**WORK REQUEST**
Type out the records that follow, exactly as given.

DATASET EXTRACT START

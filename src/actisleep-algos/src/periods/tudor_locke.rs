use actisleep_types::{ActisleepError, Result, SleepWakeLabel};
use serde_json::json;

use super::{DEFAULT_SEARCH_EXTENSION, SearchWindow, SleepPeriodDetector, first_sleep_run, is_run};
use crate::algorithm::{Configurable, Parameters, param_positive_usize, param_usize};

/// Tudor-Locke et al. (2014) sleep period rules.
///
/// Onset is the first run of `onset_epochs` sleep epochs. The period ends at the sleep epoch
/// right before the first run of `offset_epochs` wake epochs; without such a run the last
/// sleep epoch of the window is used.
#[derive(Clone, Copy, Debug, PartialEq, Eq)]
pub struct TudorLocke {
    onset_epochs: usize,
    offset_epochs: usize,
    search_extension: usize,
}

impl TudorLocke {
    pub const IDENTIFIER: &'static str = "tudor_locke_2014";

    pub fn with_search_extension(mut self, epochs: usize) -> Self {
        self.search_extension = epochs;
        self
    }
}

impl Default for TudorLocke {
    fn default() -> Self {
        Self {
            onset_epochs: 5,
            offset_epochs: 10,
            search_extension: DEFAULT_SEARCH_EXTENSION,
        }
    }
}

impl Configurable for TudorLocke {
    fn name(&self) -> &'static str {
        "Tudor-Locke (2014)"
    }

    fn identifier(&self) -> &'static str {
        Self::IDENTIFIER
    }

    fn get_parameters(&self) -> Parameters {
        let mut params = Parameters::new();
        params.insert("onset_epochs".into(), json!(self.onset_epochs));
        params.insert("offset_epochs".into(), json!(self.offset_epochs));
        params.insert("search_extension_epochs".into(), json!(self.search_extension));
        params
    }

    fn set_parameters(&mut self, params: &Parameters) -> Result<()> {
        let mut next = *self;
        for (name, value) in params {
            match name.as_str() {
                "onset_epochs" => {
                    next.onset_epochs = param_positive_usize(Self::IDENTIFIER, name, value)?
                }
                "offset_epochs" => {
                    next.offset_epochs = param_positive_usize(Self::IDENTIFIER, name, value)?
                }
                "search_extension_epochs" => {
                    next.search_extension = param_usize(Self::IDENTIFIER, name, value)?
                }
                _ => return Err(ActisleepError::unknown_parameter(Self::IDENTIFIER, name)),
            }
        }
        *self = next;
        Ok(())
    }
}

impl SleepPeriodDetector for TudorLocke {
    fn search_extension(&self) -> usize {
        self.search_extension
    }

    fn find_onset(&self, labels: &[SleepWakeLabel], window: SearchWindow) -> Option<usize> {
        first_sleep_run(labels, window, self.onset_epochs)
    }

    fn find_offset(
        &self,
        labels: &[SleepWakeLabel],
        onset: usize,
        window: SearchWindow,
    ) -> Option<usize> {
        let len = self.offset_epochs;
        let wake_run = (window.end + 1)
            .checked_sub(len)
            .and_then(|last_start| {
                (onset + 1..=last_start).find(|&k| is_run(labels, k, len, SleepWakeLabel::Wake))
            });

        if let Some(k) = wake_run {
            let before = k - 1;
            if labels[before].is_sleep() {
                trace!("{}: wake run at {k}, offset {before}", Self::IDENTIFIER);
                return Some(before);
            }
        }

        let fallback = (onset + 1..=window.end)
            .rev()
            .find(|&i| labels[i].is_sleep());
        if let Some(offset) = fallback {
            warn!(
                "{}: no run of {len} wake epochs after onset {onset}, using last sleep epoch {offset}",
                Self::IDENTIFIER
            );
        }
        fallback
    }
}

DATASET EXTRACT END

**EXPECTED ANSWER**
filename src/actisleep-algos/src/periods/tudor_locke.rs
use actisleep_types::{ActisleepError, Result, SleepWakeLabel};
use serde_json::json;

use super::{DEFAULT_SEARCH_EXTENSION, SearchWindow, SleepPeriodDetector, first_sleep_run, is_run};
use crate::algorithm::{Configurable, Parameters, param_positive_usize, param_usize};

/// Tudor-Locke et al. (2014) sleep period rules.
///
/// Onset is the first run of `onset_epochs` sleep epochs. The period ends at the sleep epoch
/// right before the first run of `offset_epochs` wake epochs; without such a run the last
/// sleep epoch of the window is used.
#[derive(Clone, Copy, Debug, PartialEq, Eq)]
pub struct TudorLocke {
    onset_epochs: usize,
    offset_epochs: usize,
    search_extension: usize,
}

impl TudorLocke {
    pub const IDENTIFIER: &'static str = "tudor_locke_2014";

    pub fn with_search_extension(mut self, epochs: usize) -> Self {
        self.search_extension = epochs;
        self
    }
}

impl Default for TudorLocke {
    fn default() -> Self {
        Self {
            onset_epochs: 5,
            offset_epochs: 10,
            search_extension: DEFAULT_SEARCH_EXTENSION,
        }
    }
}

impl Configurable for TudorLocke {
    fn name(&self) -> &'static str {
        "Tudor-Locke (2014)"
    }

    fn identifier(&self) -> &'static str {
        Self::IDENTIFIER
    }

    fn get_parameters(&self) -> Parameters {
        let mut params = Parameters::new();
        params.insert("onset_epochs".into(), json!(self.onset_epochs));
        params.insert("offset_epochs".into(), json!(self.offset_epochs));
        params.insert("search_extension_epochs".into(), json!(self.search_extension));
        params
    }

    fn set_parameters(&mut self, params: &Parameters) -> Result<()> {
        let mut next = *self;
        for (name, value) in params {
            match name.as_str() {
                "onset_epochs" => {
                    next.onset_epochs = param_positive_usize(Self::IDENTIFIER, name, value)?
                }
                "offset_epochs" => {
                    next.offset_epochs = param_positive_usize(Self::IDENTIFIER, name, value)?
                }
                "search_extension_epochs" => {
                    next.search_extension = param_usize(Self::IDENTIFIER, name, value)?
                }
                _ => return Err(ActisleepError::unknown_parameter(Self::IDENTIFIER, name)),
            }
        }
        *self = next;
        Ok(())
    }
}

impl SleepPeriodDetector for TudorLocke {
    fn search_extension(&self) -> usize {
        self.search_extension
    }

    fn find_onset(&self, labels: &[SleepWakeLabel], window: SearchWindow) -> Option<usize> {
        first_sleep_run(labels, window, self.onset_epochs)
    }

    fn find_offset(
        &self,
        labels: &[SleepWakeLabel],
        onset: usize,
        window: SearchWindow,
    ) -> Option<usize> {
        let len = self.offset_epochs;
        let wake_run = (window.end + 1)
            .checked_sub(len)
            .and_then(|last_start| {
                (onset + 1..=last_start).find(|&k| is_run(labels, k, len, SleepWakeLabel::Wake))
            });

        if let Some(k) = wake_run {
            let before = k - 1;
            if labels[before].is_sleep() {
                trace!("{}: wake run at {k}, offset {before}", Self::IDENTIFIER);
                return Some(before);
            }
        }

        let fallback = (onset + 1..=window.end)
            .rev()
            .find(|&i| labels[i].is_sleep());
        if let Some(offset) = fallback {
            warn!(
                "{}: no run of {len} wake epochs after onset {onset}, using last sleep epoch {offset}",
                Self::IDENTIFIER
            );
        }
        fallback
    }
}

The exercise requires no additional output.